The problem: Find the word "checks" in the listing, and copy out each line where it turns up.
[Dataset records Boundary: Start]
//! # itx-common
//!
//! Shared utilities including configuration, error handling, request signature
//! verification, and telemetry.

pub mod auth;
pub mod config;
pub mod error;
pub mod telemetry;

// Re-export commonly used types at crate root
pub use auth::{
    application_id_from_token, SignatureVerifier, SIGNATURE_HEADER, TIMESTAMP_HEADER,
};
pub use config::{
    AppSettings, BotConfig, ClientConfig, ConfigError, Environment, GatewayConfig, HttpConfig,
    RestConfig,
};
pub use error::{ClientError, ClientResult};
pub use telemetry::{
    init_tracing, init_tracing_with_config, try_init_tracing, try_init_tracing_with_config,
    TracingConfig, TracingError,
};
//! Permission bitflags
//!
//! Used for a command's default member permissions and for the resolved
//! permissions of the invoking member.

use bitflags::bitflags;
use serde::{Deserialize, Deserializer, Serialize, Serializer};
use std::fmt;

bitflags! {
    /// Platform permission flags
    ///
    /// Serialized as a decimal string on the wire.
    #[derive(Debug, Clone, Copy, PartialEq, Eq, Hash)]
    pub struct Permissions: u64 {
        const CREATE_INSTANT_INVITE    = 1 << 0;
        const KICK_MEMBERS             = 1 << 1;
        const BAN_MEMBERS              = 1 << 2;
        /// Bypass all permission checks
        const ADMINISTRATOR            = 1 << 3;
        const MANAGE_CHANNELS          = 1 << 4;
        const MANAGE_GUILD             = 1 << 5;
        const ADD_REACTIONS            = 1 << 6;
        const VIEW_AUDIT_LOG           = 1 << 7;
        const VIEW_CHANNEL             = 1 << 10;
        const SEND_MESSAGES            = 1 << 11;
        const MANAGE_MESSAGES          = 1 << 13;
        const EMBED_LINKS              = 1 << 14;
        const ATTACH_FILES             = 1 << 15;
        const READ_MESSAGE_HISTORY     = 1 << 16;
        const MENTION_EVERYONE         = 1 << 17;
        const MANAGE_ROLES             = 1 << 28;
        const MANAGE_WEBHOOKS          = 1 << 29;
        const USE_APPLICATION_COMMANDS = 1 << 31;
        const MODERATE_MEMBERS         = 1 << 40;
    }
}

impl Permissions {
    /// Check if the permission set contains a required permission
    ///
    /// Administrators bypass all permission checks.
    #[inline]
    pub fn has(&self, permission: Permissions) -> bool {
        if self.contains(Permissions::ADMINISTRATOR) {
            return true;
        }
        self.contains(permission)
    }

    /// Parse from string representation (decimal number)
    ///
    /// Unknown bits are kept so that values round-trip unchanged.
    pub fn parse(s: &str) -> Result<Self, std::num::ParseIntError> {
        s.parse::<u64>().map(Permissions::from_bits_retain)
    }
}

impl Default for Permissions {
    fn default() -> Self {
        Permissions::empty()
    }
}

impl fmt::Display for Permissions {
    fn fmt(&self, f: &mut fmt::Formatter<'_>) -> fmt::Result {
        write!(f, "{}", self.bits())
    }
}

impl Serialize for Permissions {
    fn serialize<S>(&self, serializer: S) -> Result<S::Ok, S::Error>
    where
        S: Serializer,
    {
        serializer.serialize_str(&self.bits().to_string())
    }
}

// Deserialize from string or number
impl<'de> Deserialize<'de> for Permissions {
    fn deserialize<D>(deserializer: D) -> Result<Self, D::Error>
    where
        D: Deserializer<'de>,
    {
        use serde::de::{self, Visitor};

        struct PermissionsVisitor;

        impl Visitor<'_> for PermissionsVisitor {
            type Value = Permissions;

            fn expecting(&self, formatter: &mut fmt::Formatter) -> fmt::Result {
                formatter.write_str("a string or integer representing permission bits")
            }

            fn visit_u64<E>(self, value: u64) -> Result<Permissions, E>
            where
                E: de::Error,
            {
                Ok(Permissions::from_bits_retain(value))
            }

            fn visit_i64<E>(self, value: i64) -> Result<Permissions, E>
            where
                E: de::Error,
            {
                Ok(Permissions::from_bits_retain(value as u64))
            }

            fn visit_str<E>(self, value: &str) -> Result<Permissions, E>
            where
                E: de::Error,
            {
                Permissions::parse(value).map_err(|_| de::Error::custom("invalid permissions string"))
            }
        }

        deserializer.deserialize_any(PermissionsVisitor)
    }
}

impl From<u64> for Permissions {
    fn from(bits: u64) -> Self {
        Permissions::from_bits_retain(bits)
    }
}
[Dataset records Boundary: End]
Output:
        /// Bypass all permission checks
    /// Administrators bypass all permission checks.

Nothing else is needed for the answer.